From the top of the records below down to the line containing "logged and dropped", reproduce every line exactly.

[Saved entries]
-------------------------

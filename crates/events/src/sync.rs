//! Model synchronization service.
//!
//! [`ModelSync`] subscribes to the [`EventBus`](crate::bus::EventBus) and
//! forwards every [`ModelEvent`] to a [`MessageBroker`]. It runs as a
//! long-lived background task, so a failed publish is logged and dropped
//! without affecting the request that produced the event.

use std::sync::Arc;

use catalog_core::types::DbId;
use tokio::sync::broadcast;

use crate::broker::{BrokerError, MessageBroker};
use crate::bus::{ModelAction, ModelEvent};

/// A model change that could not be delivered downstream.
#[derive(Debug, thiserror::Error)]
pub enum SyncError {
    #[error("The model {model} with ID {id} not synced on {action}")]
    NotSynced {
        model: &'static str,
        id: DbId,
        action: ModelAction,
        #[source]
        source: BrokerError,
    },
}

/// Background service that publishes model events to the broker.
pub struct ModelSync {
    broker: Arc<dyn MessageBroker>,
}

impl ModelSync {
    pub fn new(broker: Arc<dyn MessageBroker>) -> Self {
        Self { broker }
    }

    /// Run the sync loop.
    ///
    /// Exits when the channel is closed (i.e. the
    /// [`EventBus`](crate::bus::EventBus) is dropped).
    pub async fn run(self, mut receiver: broadcast::Receiver<ModelEvent>) {
        loop {
            match receiver.recv().await {
                Ok(event) => {
                    if let Err(e) = self.handle(&event).await {
                        let SyncError::NotSynced { ref source, .. } = e;
                        tracing::error!(
                            error = %e,
                            cause = %source,
                            model = event.model,
                            id = %event.id,
                            action = %event.action,
                            "Model sync failed"
                        );
                    }
                }
                Err(broadcast::error::RecvError::Lagged(n)) => {
                    tracing::warn!(skipped = n, "Model sync lagged, some events were not published");
                }
                Err(broadcast::error::RecvError::Closed) => {
                    tracing::info!("Event bus closed, model sync shutting down");
                    break;
                }
            }
        }
    }

    /// Publish a single event.
    pub async fn handle(&self, event: &ModelEvent) -> Result<(), SyncError> {
        let routing_key = event.routing_key();
        let body = event.payload.to_string();

        self.broker
            .publish(&routing_key, body.as_bytes())
            .await
            .map_err(|source| SyncError::NotSynced {
                model: event.model,
                id: event.id,
                action: event.action,
                source,
            })?;

        tracing::debug!(%routing_key, "Model event synced");
        Ok(())
    }
}

// ---------------------------------------------------------------------------
// Tests
// ---------------------------------------------------------------------------
//! Genre entity model and DTOs.
//!
//! Genres belong to one or more categories via the `category_genre`
//! junction table.

use catalog_core::catalog::CatalogModel;
use catalog_core::filter::{split_csv, ListSpec, RawListParams};
use catalog_core::types::{DbId, Timestamp};
use catalog_core::validation::Payload;
use serde::Serialize;
use sqlx::FromRow;
use validator::Validate;

use super::category::{parse_flag, Category};

/// Sortable columns and paging rules for `GET /genres`.
pub const GENRE_LIST: ListSpec = ListSpec::new(&["name", "is_active", "created_at"]);

/// A genre row from the `genres` table.
#[derive(Debug, Clone, FromRow, Serialize)]
pub struct Genre {
    pub id: DbId,
    pub name: String,
    pub is_active: bool,
    pub created_at: Timestamp,
    pub updated_at: Timestamp,
    pub deleted_at: Option<Timestamp>,
}

impl CatalogModel for Genre {
    const MODEL_NAME: &'static str = "genre";

    fn model_id(&self) -> DbId {
        self.id
    }
}

/// A genre enriched with its categories (soft-deleted ones included).
#[derive(Debug, Clone, Serialize)]
pub struct GenreWithCategories {
    #[serde(flatten)]
    pub genre: Genre,
    pub categories: Vec<Category>,
}

/// Store/update payload for a genre.
#[derive(Debug, Clone, Default, Validate)]
pub struct GenreInput {
    #[validate(required(code = "required"), length(max = 255, code = "max"))]
    pub name: Option<String>,
    pub is_active: Option<bool>,
    /// Replaces the genre's category set.
    #[validate(required(code = "required"), length(min = 1, code = "required"))]
    pub categories: Option<Vec<DbId>>,
}

impl GenreInput {
    pub fn read(payload: &mut Payload<'_>) -> Self {
        Self {
            name: payload.string("name"),
            is_active: payload.boolean("is_active"),
            categories: payload.id_list("categories"),
        }
    }

    pub fn category_ids(&self) -> &[DbId] {
        self.categories.as_deref().unwrap_or_default()
    }
}

/// Resource-specific list filters (`?is_active=`, `?categories=a,b`).
///
/// `categories` matches by category id or by category name.
#[derive(Debug, Clone, Default)]
pub struct GenreFilter {
    pub is_active: Option<bool>,
    pub categories: Vec<String>,
}

impl GenreFilter {
    pub fn from_params(raw: &RawListParams) -> Self {
        Self {
            is_active: raw.extra("is_active").and_then(parse_flag),
            categories: raw.extra("categories").map(split_csv).unwrap_or_default(),
        }
    }

    pub fn query_pairs(&self) -> Vec<(&'static str, String)> {
        let mut pairs = Vec::new();
        if let Some(active) = self.is_active {
            pairs.push(("is_active", active.to_string()));
        }
        if !self.categories.is_empty() {
            pairs.push(("categories", self.categories.join(",")));
        }
        pairs
    }
}
//! Video catalog admin API server library.
//!
//! Exposes the core building blocks (config, state, error handling, routes,
//! upload storage) so integration tests and the binary entrypoint can both
//! access them.

pub mod auth;
pub mod config;
pub mod error;
pub mod handlers;
pub mod middleware;
pub mod query;
pub mod response;
pub mod router;
pub mod routes;
pub mod rules;
pub mod state;
pub mod storage;
pub mod upload;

-------------------------

- WRITTEN SOLUTION -
filename crates/events/src/sync.rs
//! Model synchronization service.
//!
//! [`ModelSync`] subscribes to the [`EventBus`](crate::bus::EventBus) and
//! forwards every [`ModelEvent`] to a [`MessageBroker`]. It runs as a
//! long-lived background task, so a failed publish is logged and dropped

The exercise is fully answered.